巨噬细胞在宿主感染免疫中起着重要的作用，巨噬细胞通常存在于两个不同的子集中，即经典激活的M1 巨噬细胞和/或活化激活的M2 巨噬细胞。M1 和M2 巨噬细胞具有不同的功能和转录谱，它们具有破坏病原体或修复炎症相关损伤的独特能力[3]。趋化因子系统的差异调节将极化巨噬细胞整合到对微生物病原体和肿瘤的抗性或促进途径，或免疫调节、组织修复和重塑中。当感染或炎症严重到足以影响器官时，巨噬细胞首先表现出M1 表型以释放针对刺激的TNF-α、IL-1β、IL-12 和IL-23。但如果M1 型阶段继续，它可能会导致组织损伤。所以为了抑制炎症的发生发展，机体中M2 型巨噬细胞会大量分泌IL-10和TGF-β，帮助机体组织修复、重塑，保持体内状态平衡。研究显示M1 型巨噬细胞对iNOS 高表达，并且可以分泌TNF-α、IL-12 等多种促炎性因子，使细胞产生促炎作用。M2 型巨噬细胞对Arg-1 高表达，分泌IL-10、TGF-β 等具有抗炎作用的因子，发挥抗感染的作用，促进组织细胞修复[12-13]。本实验构建弓形虫ROP16 过表达慢病毒载体，成功筛选稳定转染ROP16 过表达THP-1细胞株，诱导成为THP-1 源性巨噬细胞。RTPCR 结果显示，过表达ROP16 后，THP-1 源性巨噬细胞表达的iNOS、IL-1、IL-12、TNF-α 等M1型巨噬细胞相关因子mRNA 相对表达量增高，而Arg-1、TGF-β、IL-10 等M2 型巨噬细胞相关因子mRNA 相对表达量则降低。结合Western blot实验结果，过表达ROP16 后宿主细胞iNOS 蛋白表达量增高，Arg-1 蛋白表达量降低，说明THP-1 源性巨噬细胞在ROP16 蛋白的作用下使细胞向着M1 型方向偏移。

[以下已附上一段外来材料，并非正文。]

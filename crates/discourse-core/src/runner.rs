//! Conversation loop runner.
//!
//! [`run_conversation`] drives [`Engine::step`] until the conversation ends,
//! handing every [`TurnResult`] to a [`TurnCallback`] (a spectator, a
//! recorder, or [`NoOpCallback`]) and then packages the final history and
//! canonical scores into a [`RunResult`].

use discourse_types::{RunResult, TurnResult};
use tracing::info;

use crate::engine::Engine;

/// Callback invoked after each turn.
///
/// Implementations can use this to render the conversation, export turn
/// records, etc. The callback receives the turn result and the engine state
/// after the turn was applied.
pub trait TurnCallback {
    /// Called after a turn completes.
    fn on_turn(&mut self, result: &TurnResult, engine: &Engine);
}

/// A no-op turn callback.
pub struct NoOpCallback;

impl TurnCallback for NoOpCallback {
    fn on_turn(&mut self, _result: &TurnResult, _engine: &Engine) {}
}

/// Step `engine` until the conversation ends and return the full result.
///
/// An engine without seated agents plays three pauses and stops.
pub fn run_conversation(engine: &mut Engine, callback: &mut dyn TurnCallback) -> RunResult {
    info!(
        players = engine.context().number_of_players,
        conversation_length = engine.context().conversation_length,
        "Conversation starting"
    );

    while let Some(result) = engine.step() {
        callback.on_turn(&result, engine);
    }

    let scores = engine.final_scores();
    RunResult {
        history: engine.history().to_vec(),
        turn_impact: engine.turn_impact().to_vec(),
        score_breakdown: scores.shared_score_breakdown,
        scores,
    }
}

/// Emit the end-of-conversation summary.
pub fn log_conversation_end(result: &RunResult) {
    let breakdown = &result.score_breakdown;
    info!(
        turns = result.history.len(),
        pauses = result.scores.pauses,
        shared = breakdown.total(),
        importance = breakdown.importance,
        coherence = breakdown.coherence,
        freshness = breakdown.freshness,
        nonmonotonousness = breakdown.nonmonotonousness,
        "Conversation summary"
    );
    for line in &result.scores.player_scores {
        info!(
            player = %line.player_id,
            name = %line.name,
            total = line.total,
            individual = line.individual,
            contributions = line.contributions,
            "Player score"
        );
    }
}
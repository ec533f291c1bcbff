//! Game setup: validation and random generation of player snapshots.
//!
//! Every player is dealt a full preference permutation over the subjects and
//! a private memory bank. The first half of each bank (rounded down) holds
//! two-subject items; the rest carry a single subject. All randomness comes
//! from the engine's generator, so the whole deal is reproducible by seed.

use discourse_types::{GameContext, Item, ItemId, PlayerId, PlayerSnapshot, Subject, Subjects};
use rand::Rng;
use rand::seq::{IndexedRandom, SliceRandom};

use crate::config::GameConfig;
use crate::decision::GameRng;
use crate::engine::EngineError;

/// Importance values are rounded to this many steps per unit (two decimals).
const IMPORTANCE_STEPS: f64 = 100.0;

/// Check that a game with `player_count` seats can be dealt.
///
/// # Errors
///
/// Returns [`EngineError::InvalidSetup`] for an undersized pool.
pub fn validate_setup(config: &GameConfig, player_count: usize) -> Result<(), EngineError> {
    let reason = if player_count == 0 {
        Some("at least one player is required".to_owned())
    } else if config.memory_size == 0 {
        Some("memory_size must be at least 1".to_owned())
    } else if config.conversation_length == 0 {
        Some("conversation_length must be at least 1".to_owned())
    } else if config.subjects == 0 {
        Some("at least one subject is required".to_owned())
    } else if two_subject_items(config.memory_size) > 0 && config.subjects < 2 {
        Some(format!(
            "memory_size {} requires two-subject items but only {} subject is configured",
            config.memory_size, config.subjects
        ))
    } else {
        None
    };

    match reason {
        Some(reason) => Err(EngineError::InvalidSetup { reason }),
        None => Ok(()),
    }
}

/// Number of two-subject items in a bank of `memory_size` items.
pub const fn two_subject_items(memory_size: usize) -> usize {
    memory_size / 2
}

/// The read-only context handed to every agent.
pub const fn game_context(config: &GameConfig, player_count: usize) -> GameContext {
    GameContext {
        number_of_players: player_count,
        conversation_length: config.conversation_length,
    }
}

/// Deal `player_count` snapshots.
///
/// Call [`validate_setup`] first; with an undersized subject pool the
/// generated items fall back to fewer subjects than requested.
pub fn generate_setup(
    config: &GameConfig,
    player_count: usize,
    rng: &mut GameRng,
) -> Vec<PlayerSnapshot> {
    let subjects: Vec<Subject> = (0..config.subjects).collect();
    let paired = two_subject_items(config.memory_size);

    (0..player_count)
        .map(|_| {
            let id = PlayerId::from_random_bytes(rng.random());
            let mut preferences = subjects.clone();
            preferences.shuffle(rng);
            let memory_bank = (0..config.memory_size)
                .map(|slot| generate_item(id, slot < paired, &subjects, rng))
                .collect();
            PlayerSnapshot {
                id,
                preferences,
                memory_bank,
            }
        })
        .collect()
}

fn generate_item(owner: PlayerId, paired: bool, subjects: &[Subject], rng: &mut GameRng) -> Item {
    let id = ItemId::from_random_bytes(rng.random());
    let importance = (rng.random::<f64>() * IMPORTANCE_STEPS).round() / IMPORTANCE_STEPS;
    let amount = if paired { 2 } else { 1 };
    let picked: Vec<Subject> = subjects.choose_multiple(rng, amount).copied().collect();
    let subjects = match picked.as_slice() {
        [first, second] => Subjects::two(*first, *second),
        [only, ..] => Subjects::one(*only),
        [] => Subjects::one(0),
    };
    Item {
        id,
        player_id: owner,
        importance,
        subjects,
    }
}
impl Proposer for StrategyAgent {
    fn name(&self) -> &str {
        &self.name
    }

    fn propose(&mut self, history: &[Turn], rng: &mut GameRng) -> Option<Item> {
        match self.strategy {
            Strategy::Pause => None,
            Strategy::Random => self.random_memory(rng),
            Strategy::RandomPause { speak_probability } => {
                if rng.random_bool(speak_probability) {
                    self.random_memory(rng)
                } else {
                    None
                }
            }
            Strategy::Greedy { threshold, .. } => {
                let beam = BeamConfig {
                    depth: 1,
                    width: Width::MemoryBank.resolve(self.snapshot.memory_bank.len()),
                    ..BeamConfig::default()
                };
                self.deliberate(beam, threshold, history)
            }
            Strategy::BeamSearch(params) => {
                let beam = params.beam_config(self.snapshot.memory_bank.len());
                self.deliberate(beam, params.threshold, history)
            }
        }
    }
}

#[cfg(test)]
#[allow(clippy::unwrap_used)]
mod tests {
    use discourse_types::{ItemId, PlayerId, Subjects};
    use rand::SeedableRng;

    use super::*;

    fn snapshot(importances: &[f64]) -> PlayerSnapshot {
        let owner = PlayerId::from_random_bytes([7; 16]);
        let memory_bank = importances
            .iter()
            .zip(0_u8..)
            .map(|(&importance, tag)| Item {
                id: ItemId::from_random_bytes([tag; 16]),
                player_id: owner,
                importance,
                subjects: Subjects::one(u32::from(tag)),
            })
            .collect();
        PlayerSnapshot {
            id: owner,
            preferences: (0..10).collect(),
            memory_bank,
        }
    }

    fn context() -> GameContext {
        GameContext {
            number_of_players: 2,
            conversation_length: 10,
        }
    }

    #[test]
    fn width_rate_floors_with_minimum_one() {
        assert_eq!(Width::Rate(0.5).resolve(10), 5);
        assert_eq!(Width::Rate(0.5).resolve(5), 2);
        assert_eq!(Width::Rate(0.01).resolve(10), 1);
        assert_eq!(Width::Rate(4.0).resolve(10), 40);
        assert_eq!(Width::Fixed(0).resolve(10), 1);
        assert_eq!(Width::MemoryBank.resolve(0), 1);
        assert_eq!(Width::MemoryBank.resolve(7), 7);
    }

    #[test]
    fn pause_strategy_never_speaks() {
        let mut agent =
            StrategyAgent::new("pp", snapshot(&[1.0, 0.9]), context(), Strategy::Pause).unwrap();
        let mut rng = GameRng::seed_from_u64(3);
        for _ in 0..20 {
            assert!(agent.propose(&[], &mut rng).is_none());
        }
    }

    #[test]
    fn random_strategy_only_proposes_owned_items() {
        let player = snapshot(&[0.1, 0.2, 0.3]);
        let mut agent =
            StrategyAgent::new("pr", player.clone(), context(), Strategy::Random).unwrap();
        let mut rng = GameRng::seed_from_u64(3);
        for _ in 0..50 {
            let item = agent.propose(&[], &mut rng).unwrap();
            assert!(player.owns(&item));
        }
    }

    #[test]
    fn random_pause_sometimes_passes() {
        let strategy = Strategy::RandomPause {
            speak_probability: DEFAULT_SPEAK_PROBABILITY,
        };
        let mut agent = StrategyAgent::new("prp", snapshot(&[0.5]), context(), strategy).unwrap();
        let mut rng = GameRng::seed_from_u64(11);
        let spoke = (0..400)
            .filter(|_| agent.propose(&[], &mut rng).is_some())
            .count();
        assert!((240..=360).contains(&spoke), "spoke {spoke} of 400");
    }

    #[test]
    fn greedy_speaks_only_above_threshold() {
        // Selfish scorer: utility is the preference bonus of subject 0, 1.0.
        let player = snapshot(&[0.3]);
        let eager = Strategy::Greedy {
            competition_rate: 1.0,
            threshold: Threshold::Static(0.5),
        };
        let shy = Strategy::Greedy {
            competition_rate: 1.0,
            threshold: Threshold::Static(1.0),
        };
        let mut rng = GameRng::seed_from_u64(1);
        let mut speaker = StrategyAgent::new("a", player.clone(), context(), eager).unwrap();
        let mut silent = StrategyAgent::new("b", player.clone(), context(), shy).unwrap();
        assert_eq!(
            speaker.propose(&[], &mut rng),
            player.memory_bank.first().copied()
        );
        assert!(silent.propose(&[], &mut rng).is_none());
    }

    #[test]
    fn out_of_range_parameters_are_rejected() {
        let bad_probability = Strategy::RandomPause {
            speak_probability: 1.5,
        };
        assert!(matches!(
            StrategyAgent::new("x", snapshot(&[0.5]), context(), bad_probability),
            Err(AgentError::InvalidParameter {
                name: "speak_probability",
                ..
            })
        ));

        let zero_depth = Strategy::BeamSearch(BeamSearchParams::new(0, Width::Fixed(4)));
        assert!(matches!(
            zero_depth.validate(),
            Err(AgentError::InvalidParameter { name: "depth", .. })
        ));

        let negative_rate = Strategy::BeamSearch(BeamSearchParams::new(2, Width::Rate(-1.0)));
        assert!(negative_rate.validate().is_err());
    }

    #[test]
    fn retroactive_coherence_reaches_the_scorer() {
        let player = snapshot(&[0.5, 0.4]);
        let params = BeamSearchParams {
            retroactive_coherence: true,
            ..BeamSearchParams::new(2, Width::Fixed(4))
        };
        let agent =
            StrategyAgent::new("b", player.clone(), context(), Strategy::BeamSearch(params)).unwrap();
        assert_eq!(
            agent.scorer(),
            &Scorer::new(player.preferences.clone(), NEUTRAL_COMPETITION_RATE)
                .with_retroactive_coherence(true)
        );
        assert_eq!(agent.strategy(), &Strategy::BeamSearch(params));
        assert_eq!(agent.snapshot(), &player);
        assert_eq!(agent.context(), context());

        let plain = BeamSearchParams::new(2, Width::Fixed(4));
        assert!(!plain.retroactive_coherence);
        assert!(!Strategy::BeamSearch(plain).retroactive_coherence());
        let greedy = Strategy::Greedy {
            competition_rate: 0.5,
            threshold: Threshold::default(),
        };
        let greedy_agent = StrategyAgent::new("g", player.clone(), context(), greedy).unwrap();
        assert_eq!(
            greedy_agent.scorer(),
            &Scorer::new(player.preferences, NEUTRAL_COMPETITION_RATE)
        );
    }
}
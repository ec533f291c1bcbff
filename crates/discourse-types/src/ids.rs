//! Type-safe identifier wrappers around [`Uuid`].
//!
//! Players and items each get a strongly-typed ID so the two can never be
//! mixed up at compile time. IDs are built from caller-supplied random bytes
//! rather than the system clock: the engine draws those bytes from its seeded
//! generator, which keeps every identifier reproducible for a given seed.

use serde::{Deserialize, Serialize};
use uuid::Uuid;

/// Generates a newtype wrapper around [`Uuid`] with standard derives.
macro_rules! define_id {
    (
        $(#[$meta:meta])*
        $name:ident
    ) => {
        $(#[$meta])*
        #[derive(Debug, Clone, Copy, PartialEq, Eq, PartialOrd, Ord, Hash, Serialize, Deserialize)]
        pub struct $name(pub Uuid);

        impl $name {
            /// Build an identifier from 16 random bytes (RFC 4122 version 4 layout).
            pub const fn from_random_bytes(bytes: [u8; 16]) -> Self {
                Self(uuid::Builder::from_random_bytes(bytes).into_uuid())
            }

            /// Return the inner [`Uuid`] value.
            pub const fn into_inner(self) -> Uuid {
                self.0
            }
        }

        impl core::fmt::Display for $name {
            fn fmt(&self, f: &mut core::fmt::Formatter<'_>) -> core::fmt::Result {
                write!(f, "{}", self.0)
            }
        }

        impl From<Uuid> for $name {
            fn from(id: Uuid) -> Self {
                Self(id)
            }
        }

        impl From<$name> for Uuid {
            fn from(id: $name) -> Self {
                id.0
            }
        }
    };
}

define_id! {
    /// Unique identifier for a seated player.
    PlayerId
}

define_id! {
    /// Unique identifier for an item in some player's memory bank.
    ItemId
}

很多疾病中分泌的细胞因子可以影响THP-1的黏附和趋化性，进而促进巨噬细胞极化趋向于促炎表型发展。研究显示在妊娠过程中，弓形虫感染能够下调蜕膜巨噬细胞上的LILRB4，从而增强M1 激活功能。通过改变M1 和M2 膜分子减弱M2 耐受功能表达、精氨酸代谢酶的合成和细胞因子分泌谱[14]。Jensen 等[15]研究也表明，感染弓形虫I 型和III 型虫株的小鼠巨噬细胞被极化为M2 激活状态，而II 型感染的巨噬细胞类似于M1 激活的方向。主要由于弓形虫ROP16 作为激酶能激活STAT6 信号通路，而致密颗粒蛋白GRA15 能激活NF-κB 信号通路。该报告提供了可直接激活弓形虫感染的巨噬细胞的直接证据，并描述了独立于模式识别受体起作用以实现M1或M2 激活的寄生虫特异性因子，表明ROP16 对人源性巨噬细胞极化的研究是可行且有意义的。但由于THP-1 细胞诱导分化后细胞状态会由悬浮细胞变成不增殖的贴壁细胞，所以为了能够获得足够的细胞量和筛选得到稳定转染ROP16 的细胞，本研究采取先过表达THP-1 细胞，再使用佛波脂诱导THP-1 分化为人源巨噬细胞来进行研究。

在以往弓形虫及弓形虫ROP16 的研究中，多采用小鼠或者大鼠细胞模型进行研究。本研究选用THP-1 诱导分化巨噬细胞，对研究ROP16 早期干扰细胞极化具有重要意义，也为弓形虫ROP16对宿主细胞的致病机制研究提供一定基础。